Gracias por salvar a mi hija —dijo Zhang Guodong con la máxima sinceridad—.

No diré mucho más, pero si alguna vez necesitas algo de mí o de la Región Militar de Nanjing, solo tienes que pedirlo.

¡Haré todo lo que esté en mi mano para ayudar!

Al oír esto, Lin Kuang no pudo evitar negar con la cabeza y reírse entre dientes.

—Comandante Zhang, soy un soldado.

Esta era mi misión; es lo que debía hacer.

No hace falta que sea tan formal.

Me hace sentir un poco incómodo.

—Mientras hablaba, Lin Kuang se rascó la cabeza.

Para él, este tipo de cosas no eran para tanto.

Al ver esto, Zhang Guodong abandonó las formalidades.

—Jaja, de acuerdo entonces, no seré tan cortés.

Si necesitas algo de mí en el futuro, solo tienes que decirlo —dijo con una carcajada—.

No era hombre de cumplidos vacíos; era mejor no decir ciertas cosas y simplemente recordarlas.

Si Lin Kuang alguna vez se metía en problemas, sin duda lo ayudaría.

—Este tipo es Okamoto Taiki —dijo Lin Kuang con una sonrisa, mirando al hombre en el suelo—.

Lo he capturado.

Deberíamos llevarlo de vuelta para interrogarlo.

Ante estas palabras, Zhang Guodong asintió con una sonrisa.

—Genial.

Volvamos primero.

El Viejo Yang está muy preocupado por ti.

Lin Kuang asintió con una sonrisa, luego arrastró a Okamoto Taiki al jeep y se sentó en la parte de atrás.

Zhang Zirou ocupó el asiento del copiloto.

Aunque deseaba desesperadamente sentarse con Lin Kuang, habría sido demasiado obvio.

Además, era una mujer joven; ser tan directa habría sido un poco vergonzoso.

Zhang Guodong estaba de un humor excelente mientras conducía, con una amplia sonrisa en el rostro.

Después de todo, su hija había sido rescatada y Okamoto Taiki, capturado con vida.

El resultado no podría haber sido más perfecto, así que, como es natural, estaba encantado.

Cuando llegaron al borde del bosque, Lin Kuang se bajó con Okamoto Taiki.

Su Audi todavía estaba aparcado en el bosque, y no podía dejarlo allí sin más.

Después de meter a Okamoto Taiki en el Audi, Lin Kuang se marchó, siguiendo a Zhang Guodong por el largo camino hacia la Región Militar de Nanjing.

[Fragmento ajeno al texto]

//! Process Identity
//!
//! Location-transparent actor identity. `request_id` correlates one
//! request/response pair and is never part of the actor's addressable key.

use serde::{Deserialize, Serialize};
use std::fmt;

/// Location-transparent actor identity
#[derive(Debug, Clone, PartialEq, Eq, Hash, Serialize, Deserialize)]
pub struct Pid {
    /// Owning node address (`host:port`)
    pub address: String,
    /// Actor id within the owning node
    pub id: String,
    /// Request/response correlation, zero when unused
    pub request_id: u32,
}

/// Addressable key of a PID: address and id, request id stripped
#[derive(Debug, Clone, PartialEq, Eq, Hash, PartialOrd, Ord)]
pub struct PidKey {
    pub address: String,
    pub id: String,
}

impl Pid {
    pub fn new(address: impl Into<String>, id: impl Into<String>) -> Self {
        Self {
            address: address.into(),
            id: id.into(),
            request_id: 0,
        }
    }

    pub fn with_request_id(mut self, request_id: u32) -> Self {
        self.request_id = request_id;
        self
    }

    /// Copy of this PID with `request_id` zeroed
    pub fn normalized(&self) -> Pid {
        Pid {
            address: self.address.clone(),
            id: self.id.clone(),
            request_id: 0,
        }
    }

    /// Interning/deduplication key
    pub fn key(&self) -> PidKey {
        PidKey {
            address: self.address.clone(),
            id: self.id.clone(),
        }
    }
}

impl fmt::Display for Pid {
    fn fmt(&self, f: &mut fmt::Formatter<'_>) -> fmt::Result {
        write!(f, "{}/{}", self.address, self.id)
    }
}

Sentada en el asiento del copiloto, Zhang Zirou se sintió un poco decepcionada.

La marcha de Lin Kuang la dejó sintiéndose un poco perdida.

—Zirou, ¿te ha gustado ese chico?

—preguntó de repente Zhang Guodong con una sonrisa burlona.

Sobresaltada por las palabras de su padre, Zhang Zirou se sonrojó y lo miró.

—¡No, para nada, Papá!

—dijo, con un tono apresurado y torpe—.

No bromees con esas cosas.

Dicho esto, apartó la cara apresuradamente, negándose a mirar a su padre.